* What the task requires
Each entry must be duplicated precisely, with nothing left out.

---------- Recorded information

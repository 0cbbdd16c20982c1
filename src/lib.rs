//! # xmlfmt - Canonical XML Re-Formatter
//!
//! xmlfmt normalizes the on-disk layout of XML files across a project tree
//! so that files edited with different editor settings converge to one
//! canonical form: fixed indentation (spaces or tabs), no blank line after
//! the declaration, no padded text content.
//!
//! The formatter is idempotent. Every file is re-serialized to a scratch
//! file and fingerprinted against the original; an already-canonical file is
//! never rewritten, so timestamps and version-control diffs stay quiet. A
//! process-wide tracker additionally ensures a file reachable from several
//! invocations in one process (one per sub-module of a build, say) is only
//! formatted once.
//!
//! ## Usage
//!
//! ### As a Library
//!
//! ```rust
//! use xmlfmt::canonical::{parse, render};
//!
//! let messy = "<project>\n  <name>demo</name>\n</project>";
//! let doc = parse(messy).unwrap();
//! assert_eq!(render(&doc, 4), "<project>\n    <name>demo</name>\n</project>\n");
//! ```
//!
//! Whole-tree runs go through [`pipeline::FormatPipeline`] with a
//! [`tracker::RunTracker`].
//!
//! ### As a CLI Tool
//!
//! The library is also available as a command-line tool. See the `main`
//! module for CLI usage details.
//!
//! ## Modules
//!
//! - [`canonical`] - XML parsing and canonical re-serialization
//! - [`pipeline`] - Per-file pipeline and the batch run loop
//! - [`discover`] - Include/exclude glob matching over the project tree
//! - [`style`] - Space-to-tab indentation conversion
//! - [`digest`] - Whole-file fingerprints for change detection
//! - [`tracker`] - Run-scoped dedup of formatted files

/// XML parsing and canonical re-serialization
pub mod canonical;

/// Whole-file content fingerprints
pub mod digest;

/// Candidate file discovery (include/exclude globs)
pub mod discover;

/// The per-file formatting pipeline and batch runner
pub mod pipeline;

/// Indentation style conversion
pub mod style;

/// Run-scoped dedup tracker
pub mod tracker;
//! Whole-file content fingerprints for change detection
//!
//! A fingerprint answers one question only: are two files byte-identical?
//! The pipeline hashes the freshly rendered scratch file and the original,
//! and skips the rewrite when the digests match.

use sha2::{Digest, Sha256};
use std::fs::File;
use std::io;
use std::path::Path;

/// A SHA-256 digest of a file's full byte content. Compared for equality,
/// never ordered.
#[derive(Debug, Clone, Copy, PartialEq, Eq)]
pub struct Fingerprint([u8; 32]);

/// Stream the file at `path` through SHA-256.
pub fn fingerprint(path: &Path) -> io::Result<Fingerprint> {
    let mut file = File::open(path)?;
    let mut hasher = Sha256::new();
    io::copy(&mut file, &mut hasher)?;
    Ok(Fingerprint(hasher.finalize().into()))
}

#[cfg(test)]
mod tests {
    use super::*;
    use std::fs;

    #[test]
    fn identical_content_matches_across_paths() {
        let dir = tempfile::tempdir().unwrap();
        let a = dir.path().join("a.xml");
        let b = dir.path().join("b.xml");
        fs::write(&a, "<a/>\n").unwrap();
        fs::write(&b, "<a/>\n").unwrap();
        assert_eq!(fingerprint(&a).unwrap(), fingerprint(&b).unwrap());
    }

    #[test]
    fn any_byte_difference_changes_the_digest() {
        let dir = tempfile::tempdir().unwrap();
        let a = dir.path().join("a.xml");
        let b = dir.path().join("b.xml");
        fs::write(&a, "<a/>\n").unwrap();
        fs::write(&b, "<a/> \n").unwrap();
        assert_ne!(fingerprint(&a).unwrap(), fingerprint(&b).unwrap());
    }

    #[test]
    fn missing_file_reports_an_error() {
        let dir = tempfile::tempdir().unwrap();
        assert!(fingerprint(&dir.path().join("absent.xml")).is_err());
    }
}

--------------------

* Exercise response
repository 0cbbdd16c20982c1
filename src/lib.rs
//! # xmlfmt - Canonical XML Re-Formatter
//!
//! xmlfmt normalizes the on-disk layout of XML files across a project tree
//! so that files edited with different editor settings converge to one
//! canonical form: fixed indentation (spaces or tabs), no blank line after
//! the declaration, no padded text content.
//!
//! The formatter is idempotent. Every file is re-serialized to a scratch
//! file and fingerprinted against the original; an already-canonical file is
//! never rewritten, so timestamps and version-control diffs stay quiet. A
//! process-wide tracker additionally ensures a file reachable from several
//! invocations in one process (one per sub-module of a build, say) is only
//! formatted once.
//!
//! ## Usage
//!
//! ### As a Library
//!
//! ```rust
//! use xmlfmt::canonical::{parse, render};
//!
//! let messy = "<project>\n  <name>demo</name>\n</project>";
//! let doc = parse(messy).unwrap();
//! assert_eq!(render(&doc, 4), "<project>\n    <name>demo</name>\n</project>\n");
//! ```
//!
//! Whole-tree runs go through [`pipeline::FormatPipeline`] with a
//! [`tracker::RunTracker`].
//!
//! ### As a CLI Tool
//!
//! The library is also available as a command-line tool. See the `main`
//! module for CLI usage details.
//!
//! ## Modules
//!
//! - [`canonical`] - XML parsing and canonical re-serialization
//! - [`pipeline`] - Per-file pipeline and the batch run loop
//! - [`discover`] - Include/exclude glob matching over the project tree
//! - [`style`] - Space-to-tab indentation conversion
//! - [`digest`] - Whole-file fingerprints for change detection
//! - [`tracker`] - Run-scoped dedup of formatted files

/// XML parsing and canonical re-serialization
pub mod canonical;

/// Whole-file content fingerprints
pub mod digest;

/// Candidate file discovery (include/exclude globs)
pub mod discover;

/// The per-file formatting pipeline and batch runner
pub mod pipeline;

/// Indentation style conversion
pub mod style;

/// Run-scoped dedup tracker
pub mod tracker;
//! Whole-file content fingerprints for change detection
//!
//! A fingerprint answers one question only: are two files byte-identical?
//! The pipeline hashes the freshly rendered scratch file and the original,
//! and skips the rewrite when the digests match.

use sha2::{Digest, Sha256};
use std::fs::File;
use std::io;
use std::path::Path;

/// A SHA-256 digest of a file's full byte content. Compared for equality,
/// never ordered.
#[derive(Debug, Clone, Copy, PartialEq, Eq)]
pub struct Fingerprint([u8; 32]);

/// Stream the file at `path` through SHA-256.
pub fn fingerprint(path: &Path) -> io::Result<Fingerprint> {
    let mut file = File::open(path)?;
    let mut hasher = Sha256::new();
    io::copy(&mut file, &mut hasher)?;
    Ok(Fingerprint(hasher.finalize().into()))
}

#[cfg(test)]
mod tests {
    use super::*;
    use std::fs;

    #[test]
    fn identical_content_matches_across_paths() {
        let dir = tempfile::tempdir().unwrap();
        let a = dir.path().join("a.xml");
        let b = dir.path().join("b.xml");
        fs::write(&a, "<a/>\n").unwrap();
        fs::write(&b, "<a/>\n").unwrap();
        assert_eq!(fingerprint(&a).unwrap(), fingerprint(&b).unwrap());
    }

    #[test]
    fn any_byte_difference_changes_the_digest() {
        let dir = tempfile::tempdir().unwrap();
        let a = dir.path().join("a.xml");
        let b = dir.path().join("b.xml");
        fs::write(&a, "<a/>\n").unwrap();
        fs::write(&b, "<a/> \n").unwrap();
        assert_ne!(fingerprint(&a).unwrap(), fingerprint(&b).unwrap());
    }

    #[test]
    fn missing_file_reports_an_error() {
        let dir = tempfile::tempdir().unwrap();
        assert!(fingerprint(&dir.path().join("absent.xml")).is_err());
    }
}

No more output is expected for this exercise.